Miércoles, 24 de Agosto de 2016

Aquí, en este exilio transatlántico, se agradece echarle el ojo a algo relacionado con España. No me refiero, como ya supondrán ustedes, a la política que me parece absolutamente agónica y sin solución ni tampoco a los programas de vísceras. Me interesan más otras cuestiones relacionadas, de una u otra manera, con la cultura.

Hace unos días, me enteré de la existencia de una serie de televisión basada en el semanario El caso y, por supuesto, intenté verla. Vaya por delante que los episodios que he contemplado hasta ahora – cuatro o cinco – se dejan ver. Las tramas son entretenidas y los personajes, en general, acaban cayendo simpáticos. Para pasar un rato, no está mal y, seguramente, está mucho mejor que otras opciones.

El gran problema que le veo a El caso, como serie, es el anacronismo. Yo imagino que gente joven que no vivió nada del franquismo – yo viví algo más de década y media que, desde luego, fue la mejor época del régimen – no puede evitar hablar como la gente de la segunda década del siglo XXI, aunque la acción sea en los años sesenta del año pasado; tiene problemas para darse cuenta de hasta qué punto las relaciones humanas, para lo bueno y para lo malo, eran muy diferente de las actuales y, sobre todo, determinadas situaciones vivenciales eran implanteables por la sencilla razón de que estaban fuera de la legalidad. La gente que yo conocí en mi infancia y mi adolescencia ni lejanamente hablaba como los protagonistas de los episodios de El Caso. Decían tacos parecidos, pero hablaban de una manera muy diferente y ahí sólo Guillén Cuervo parece encajar en algo cercano a la realidad, quizá porque recuerda una época en que sus padres – Gemma Cuervo y Fernando Guillén – eran la pareja interpretativa de moda.

Existen además ausencias llamativas. En lo que llevo visto, nadie habla de fútbol o de toros, lo que, dicho sea de paso, era metafísicamente imposible a la sazón. La única razón que se me ocurre es que los guionistas son del Barça y no quieren recordar una de las edades doradas del Real Madrid. Claro que también podían haber convertido en hincha del Atletic de Madrid a alguno de los protagonistas.
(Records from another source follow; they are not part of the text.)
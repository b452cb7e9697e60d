//! Day 1: Trebuchet?!
//!
//! Each line's calibration value is its first and last digit read as a
//! two-digit number. Part 2 also accepts digits spelled out as words.

use anyhow::anyhow;
use aoc_solver::{AocParser, ParseError, PartSolver, SolveError};
use aoc_solver_macros::{AocSolver, AutoRegisterSolver};

#[derive(AocSolver, AutoRegisterSolver)]
#[aoc_solver(max_parts = 2)]
#[aoc(year = 2023, day = 1, tags = ["2023", "parsing"])]
pub struct Solver;

const SPELLED: [&str; 10] = [
    "zero", "one", "two", "three", "four", "five", "six", "seven", "eight", "nine",
];

impl AocParser for Solver {
    type SharedData<'a> = Vec<&'a str>;

    fn parse<'a>(input: &'a str) -> Result<Self::SharedData<'a>, ParseError> {
        Ok(input.lines().filter(|line| !line.is_empty()).collect())
    }
}

impl PartSolver<1> for Solver {
    fn solve(shared: &mut Self::SharedData<'_>) -> Result<String, SolveError> {
        calibration_sum(shared, |line, i| digit_at(line, i))
    }
}

impl PartSolver<2> for Solver {
    fn solve(shared: &mut Self::SharedData<'_>) -> Result<String, SolveError> {
        calibration_sum(shared, |line, i| {
            digit_at(line, i).or_else(|| spelled_digit_at(line, i))
        })
    }
}

fn digit_at(line: &str, index: usize) -> Option<u32> {
    line.as_bytes()
        .get(index)
        .filter(|b| b.is_ascii_digit())
        .map(|b| u32::from(b - b'0'))
}

/// Spelled digits may overlap (`eightwo` holds both 8 and 2), so every
/// starting offset is checked independently.
fn spelled_digit_at(line: &str, index: usize) -> Option<u32> {
    let rest = line.get(index..)?;
    SPELLED
        .iter()
        .position(|word| rest.starts_with(word))
        .map(|d| d as u32)
}

fn calibration_value(line: &str, digit: impl Fn(&str, usize) -> Option<u32>) -> Option<u32> {
    let first = (0..line.len()).find_map(|i| digit(line, i))?;
    let last = (0..line.len()).rev().find_map(|i| digit(line, i))?;
    Some(first * 10 + last)
}

fn calibration_sum(
    lines: &[&str],
    digit: impl Fn(&str, usize) -> Option<u32> + Copy,
) -> Result<String, SolveError> {
    lines
        .iter()
        .enumerate()
        .map(|(idx, line)| {
            calibration_value(line, digit)
                .map(u64::from)
                .ok_or_else(|| anyhow!("(line {}) no digit found in {:?}", idx + 1, line))
        })
        .sum::<Result<u64, _>>()
        .map(|sum| sum.to_string())
        .map_err(|e| SolveError::SolveFailed(e.into()))
}

#[cfg(test)]
mod tests {
    use super::*;
    use aoc_solver::Solver as _;

    #[test]
    fn test_part_one_example() {
        let input = "1abc2\npqr3stu8vwx\na1b2c3d4e5f\ntreb7uchet\n";
        let mut shared = Solver::parse(input).unwrap();
        assert_eq!(Solver::solve_part(&mut shared, 1).unwrap(), "142");
    }

    #[test]
    fn test_part_two_example() {
        let input = "two1nine\neightwothree\nabcone2threexyz\nxtwone3four\n\
                     4nineeightseven2\nzoneight234\n7pqrstsixteen";
        let mut shared = Solver::parse(input).unwrap();
        assert_eq!(Solver::solve_part(&mut shared, 2).unwrap(), "281");
    }

    #[test]
    fn test_overlapping_words_both_count() {
        assert_eq!(
            calibration_value("eightwo", |l, i| spelled_digit_at(l, i)),
            Some(82)
        );
        assert_eq!(
            calibration_value("xtwone", |l, i| spelled_digit_at(l, i)),
            Some(21)
        );
    }

    #[test]
    fn test_single_digit_is_both_ends() {
        assert_eq!(calibration_value("treb7uchet", digit_at), Some(77));
    }

    #[test]
    fn test_line_without_digits_fails() {
        let mut shared = Solver::parse("one\n12").unwrap();
        assert!(matches!(
            Solver::solve_part(&mut shared, 1),
            Err(SolveError::SolveFailed(_))
        ));
        assert_eq!(Solver::solve_part(&mut shared, 2).unwrap(), "23");

        let mut shared = Solver::parse("abc").unwrap();
        assert!(Solver::solve_part(&mut shared, 2).is_err());
    }

    #[test]
    fn test_empty_input_sums_to_zero() {
        let mut shared = Solver::parse("").unwrap();
        assert_eq!(Solver::solve_part(&mut shared, 1).unwrap(), "0");
    }
}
Quizá el patinazo mayor que he tenido ocasión de ver está relacionado con la situación conyugal del director del periódico. La esposa no sólo manda un montón sino que amenaza con llevarse el dinero que ha invertido en la publicación causando el pesar ansioso de su marido. El dislate es colosal si se tiene en cuenta que hasta bien avanzados los setenta, la esposa no podía alquilar, contratar e incluso abrir una cuenta corriente sin permiso firmado del marido o del padre, caso de ser soltera. De hecho, si la legislación cambió se debió al impulso directo del Opus Dei no porque la obra fuera abanderada de los derechos de la mujer sino porque ansiaba tener un resquicio legal por el que sus adeptas se marcharan, con patrimonio incluido, a los pisos de la que luego sería prelatura personal.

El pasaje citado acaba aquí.